Femmes pour le droit à la terre et à l’héritage égalitaire en Tunisie

13/07/2021 |

Par Halima Jouini

Dans un article, Halima Jouini analyse la position des femmes dans l'économie tunisienne et présente des propositions à partir du mouvement des femmes.

Zohra Bensemra, 2016

En Tunisie, la question de l’héritage, de la répartition équitable des richesses et du droit des femmes à posséder et à bénéficier de la terre est considérée comme l’une des plus importantes, en raison de la réalité de la discrimination. Le sujet est une préoccupation permanente du mouvement féministe, car il est un pilier de l’autorité patriarcale. La question foncière représente la dimension économique et sociale de l’hégémonie des hommes dans la société, qui justifie et renforce l’exercice du pouvoir sur les femmes. Ainsi se forme l’équation d’un système qui, d’une part, sanctifie la propriété et, d’autre part, permet au genre masculin de marginaliser et d’exclure les femmes.

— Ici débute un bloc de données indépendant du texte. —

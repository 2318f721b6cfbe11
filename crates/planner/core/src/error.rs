//! Common error infrastructure for planner-core.
//!
//! The requirement engine itself never fails: missing reference data degrades
//! to zero quantities or placeholder records. Errors only exist at the edges,
//! when an oracle is missing from the environment or when a caller submits an
//! invalid progression edit. Both share the classification below.

/// Severity level of an error, used for categorization and logging priority.
#[derive(Clone, Copy, Debug, PartialEq, Eq, Hash)]
#[cfg_attr(feature = "serde", derive(serde::Serialize, serde::Deserialize))]
pub enum ErrorSeverity {
    /// Missing reference data; the engine degrades to an empty or zero result.
    Degraded,

    /// Invalid input that should be rejected without retry.
    ///
    /// Examples: target below current, skill level 0
    Validation,

    /// Unexpected state inconsistency. Indicates a bug.
    Internal,
}

impl ErrorSeverity {
    /// Returns a human-readable description of this severity level.
    pub const fn as_str(&self) -> &'static str {
        match self {
            Self::Degraded => "degraded",
            Self::Validation => "validation",
            Self::Internal => "internal",
        }
    }

    /// Returns true if the computation can continue with a best-effort result.
    pub const fn is_degradable(&self) -> bool {
        matches!(self, Self::Degraded)
    }
}

/// Common trait for all planner-core errors.
///
/// # Implementation Guidelines
///
/// - Use `#[derive(thiserror::Error)]` for Display/Error impl
/// - Classify severity by how the caller should react, not by impact
pub trait PlannerError: core::fmt::Display + core::fmt::Debug {
    /// Returns the severity level of this error.
    fn severity(&self) -> ErrorSeverity;

    /// Returns a static string identifier for this error variant.
    ///
    /// Default implementation uses the error type name.
    fn error_code(&self) -> &'static str {
        core::any::type_name::<Self>()
    }
}

#[cfg(test)]
mod tests {
    use super::*;

    #[test]
    fn only_degraded_is_degradable() {
        assert!(ErrorSeverity::Degraded.is_degradable());
        assert!(!ErrorSeverity::Validation.is_degradable());
        assert!(!ErrorSeverity::Internal.is_degradable());
        assert_eq!(ErrorSeverity::Validation.as_str(), "validation");
    }
}
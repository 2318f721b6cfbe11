use super::{RequirementEntry, RequirementKind};
use crate::env::{CatalogOracle, CostTable, Env, TablesOracle};
use crate::state::{Axis, ProgressionRange};

/// Cumulative table value at a 1-indexed level. Level 0 costs nothing.
fn cumulative_at<T>(tables: &T, table: CostTable, level: u32) -> Option<i64>
where
    T: TablesOracle + ?Sized,
{
    match level.checked_sub(1) {
        Some(index) => tables.lookup(table, index as usize),
        None => Some(0),
    }
}

/// Non-negative `target - current`, or zero on underflow or overflow.
fn difference(target: i64, current: i64) -> u64 {
    target
        .checked_sub(current)
        .and_then(|delta| u64::try_from(delta).ok())
        .unwrap_or(0)
}

/// Experience needed to go from `range.current` to `range.target`.
///
/// Levels beyond the table count as zero experience.
pub fn experience_needed<C, T>(env: &Env<'_, C, T>, range: ProgressionRange) -> u64
where
    C: CatalogOracle + ?Sized,
    T: TablesOracle + ?Sized,
{
    if !range.is_pending() {
        return 0;
    }
    let Ok(tables) = env.tables() else {
        return 0;
    };

    let current = cumulative_at(tables, CostTable::CharacterXp, range.current).unwrap_or(0);
    let target = cumulative_at(tables, CostTable::CharacterXp, range.target).unwrap_or(0);
    difference(target, current)
}

/// Character level axis. Emits at most one `level-currency` entry.
pub fn level_requirements<C, T>(env: &Env<'_, C, T>, range: ProgressionRange) -> Vec<RequirementEntry>
where
    C: CatalogOracle + ?Sized,
    T: TablesOracle + ?Sized,
{
    if !range.is_pending() {
        return Vec::new();
    }
    let tables = match env.tables() {
        Ok(tables) => tables,
        Err(error) => {
            tracing::debug!(%error, "skipping level requirements");
            return Vec::new();
        }
    };
    if experience_needed(env, range) == 0 {
        return Vec::new();
    }

    let current = cumulative_at(tables, CostTable::CharacterCredits, range.current);
    let target = cumulative_at(tables, CostTable::CharacterCredits, range.target);
    let (Some(current), Some(target)) = (current, target) else {
        tracing::debug!(?range, "character credits table too short");
        return Vec::new();
    };

    match difference(target, current) {
        0 => Vec::new(),
        cost => vec![RequirementEntry::new(
            env.config().currency_id,
            cost,
            RequirementKind::LevelCurrency,
            Axis::Level,
        )],
    }
}
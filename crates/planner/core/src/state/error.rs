//! Progression edit errors.

use crate::error::{ErrorSeverity, PlannerError};
use crate::state::{Axis, EntityId};

/// Errors returned when a progression edit is rejected.
///
/// A rejected edit leaves the stored progress untouched.
#[derive(Clone, Debug, PartialEq, Eq, thiserror::Error)]
#[cfg_attr(feature = "serde", derive(serde::Serialize, serde::Deserialize))]
pub enum ProgressError {
    /// Current level below the axis minimum, or target below current.
    #[error("invalid {axis} range {current}→{target} (minimum current level is {minimum})")]
    InvalidRange {
        axis: Axis,
        current: u32,
        target: u32,
        minimum: u32,
    },

    /// The roster has no entity with this id.
    #[error("entity {0} is not in the roster")]
    UnknownEntity(EntityId),
}

impl PlannerError for ProgressError {
    fn severity(&self) -> ErrorSeverity {
        ErrorSeverity::Validation
    }

    fn error_code(&self) -> &'static str {
        match self {
            Self::InvalidRange { .. } => "PROGRESS_INVALID_RANGE",
            Self::UnknownEntity(_) => "PROGRESS_UNKNOWN_ENTITY",
        }
    }
}
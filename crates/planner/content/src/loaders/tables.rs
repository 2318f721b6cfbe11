//! Progression cost tables loader.

use std::path::Path;

use planner_core::{CostTable, CostTables, TablesOracle};

use crate::loaders::{LoadResult, read_file};

/// Loader for cost tables from TOML files.
pub struct TablesLoader;

impl TablesLoader {
    /// Load cost tables from a TOML file.
    ///
    /// Every table is optional; a missing table behaves as an empty one and
    /// the calculators that need it degrade to zero cost.
    pub fn load(path: &Path) -> LoadResult<CostTables> {
        let content = read_file(path)?;
        Self::parse(&content)
            .map_err(|e| anyhow::anyhow!("Failed to parse tables TOML at {}: {}", path.display(), e))
    }

    pub fn parse(content: &str) -> LoadResult<CostTables> {
        let tables: CostTables = toml::from_str(content)?;

        for table in [
            CostTable::CharacterXp,
            CostTable::CharacterCredits,
            CostTable::SkillCredits,
            CostTable::ExskillCredits,
            CostTable::EquipmentCredits,
        ] {
            if tables.table(table).is_empty() {
                tracing::warn!(%table, "cost table is empty");
            }
        }
        tracing::debug!(potential_blocks = tables.potential.len(), "loaded cost tables");

        Ok(tables)
    }
}
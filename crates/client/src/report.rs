//! Shortage report rendering.

use std::fmt::Write;

use anyhow::Result;
use planner_core::{AggregateReport, EntityId, MaterialId, Roster};

use crate::config::ReportFormat;

pub fn render(report: &AggregateReport, roster: &Roster, format: ReportFormat) -> Result<String> {
    match format {
        ReportFormat::Json => Ok(serde_json::to_string_pretty(report)?),
        ReportFormat::Text => Ok(render_text(report, roster)?),
    }
}

fn material_name(report: &AggregateReport, id: MaterialId) -> String {
    report
        .consolidated
        .binary_search_by_key(&id, |entry| entry.id())
        .map(|index| report.consolidated[index].material.name.clone())
        .unwrap_or_else(|_| format!("Unknown ({id})"))
}

fn entity_name(roster: &Roster, id: EntityId) -> String {
    roster
        .get(id)
        .map_or_else(|| id.to_string(), |entry| format!("{} ({id})", entry.profile.name))
}

fn render_text(report: &AggregateReport, roster: &Roster) -> Result<String, std::fmt::Error> {
    let mut out = String::new();

    if report.shortages.is_empty() {
        writeln!(out, "No shortages across {} entities.", roster.len())?;
    } else {
        writeln!(out, "Shortages ({}):", report.shortages.len())?;
    }
    for balance in &report.shortages {
        writeln!(
            out,
            "  {} ({}): owned {}, needed {}, short {}",
            material_name(report, balance.material),
            balance.material,
            balance.owned,
            balance.needed,
            balance.remaining.unsigned_abs(),
        )?;
        for row in report.attribution.usage_for(balance.material) {
            writeln!(
                out,
                "    - {} {}: {}",
                entity_name(roster, row.entity),
                row.axis,
                row.quantity
            )?;
        }
    }

    writeln!(out, "Credits needed: {}", report.credits.total)?;
    for (&entity, credits) in &report.credits.per_entity {
        writeln!(out, "  {}: {}", entity_name(roster, entity), credits)?;
    }
    Ok(out)
}

#[cfg(test)]
mod tests {
    use super::*;
    use planner_core::{
        Axis, ConsolidatedEntry, EntityProfile, EntityProgress, EquipmentCategory, MaterialBalance,
        MaterialRecord, RosterEntry,
    };

    fn report() -> AggregateReport {
        let blueprint = MaterialId(3001);
        let mut report = AggregateReport {
            consolidated: vec![ConsolidatedEntry {
                material: MaterialRecord::new(blueprint, "Hat Blueprint"),
                total_quantity: 20,
            }],
            summary: vec![MaterialBalance::new(blueprint, 2, 20)],
            shortages: vec![MaterialBalance::new(blueprint, 2, 20)],
            ..AggregateReport::default()
        };
        report
            .attribution
            .record(blueprint, EntityId(1), Axis::Equipment(EquipmentCategory::Hat), 20);
        report.credits.add(EntityId(1), 3_400);
        report
    }

    fn roster() -> Roster {
        [RosterEntry::new(
            EntityProfile::new(EntityId(1), "Shiroko"),
            EntityProgress::default(),
        )]
        .into_iter()
        .collect()
    }

    #[test]
    fn text_lists_shortages_with_contributors() {
        let text = render(&report(), &roster(), ReportFormat::Text).unwrap();
        let lines: Vec<_> = text.lines().collect();

        assert_eq!(lines[0], "Shortages (1):");
        assert_eq!(lines[1], "  Hat Blueprint (3001): owned 2, needed 20, short 18");
        assert!(lines[2].starts_with("    - Shiroko (#1) "));
        assert!(lines[2].ends_with(": 20"));
        assert_eq!(lines[3], "Credits needed: 3400");
        assert_eq!(lines[4], "  Shiroko (#1): 3400");
    }

    #[test]
    fn json_is_the_serialized_report() {
        let json = render(&report(), &roster(), ReportFormat::Json).unwrap();
        let value: serde_json::Value = serde_json::from_str(&json).unwrap();

        assert_eq!(value["shortages"][0]["remaining"], -18);
        assert_eq!(value["credits"]["total"], 3_400);
    }
}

Les femmes occupent une position importante dans la société, en particulier celles qui font partie du secteur agricole, produisant la nourriture de la société et travaillant sur la terre, même si elles ne les ont pas. En Tunisie, le pourcentage de femmes propriétaires foncières ne dépasse pas la marge de 5 %, proche du taux mondial. Le manque d’accès des femmes à la propriété foncière n’est pas propre aux sociétés islamiques, mais une illustration de la façon dont le système patriarcal se manifeste, qui rappelle dans sa forme l’esclavage.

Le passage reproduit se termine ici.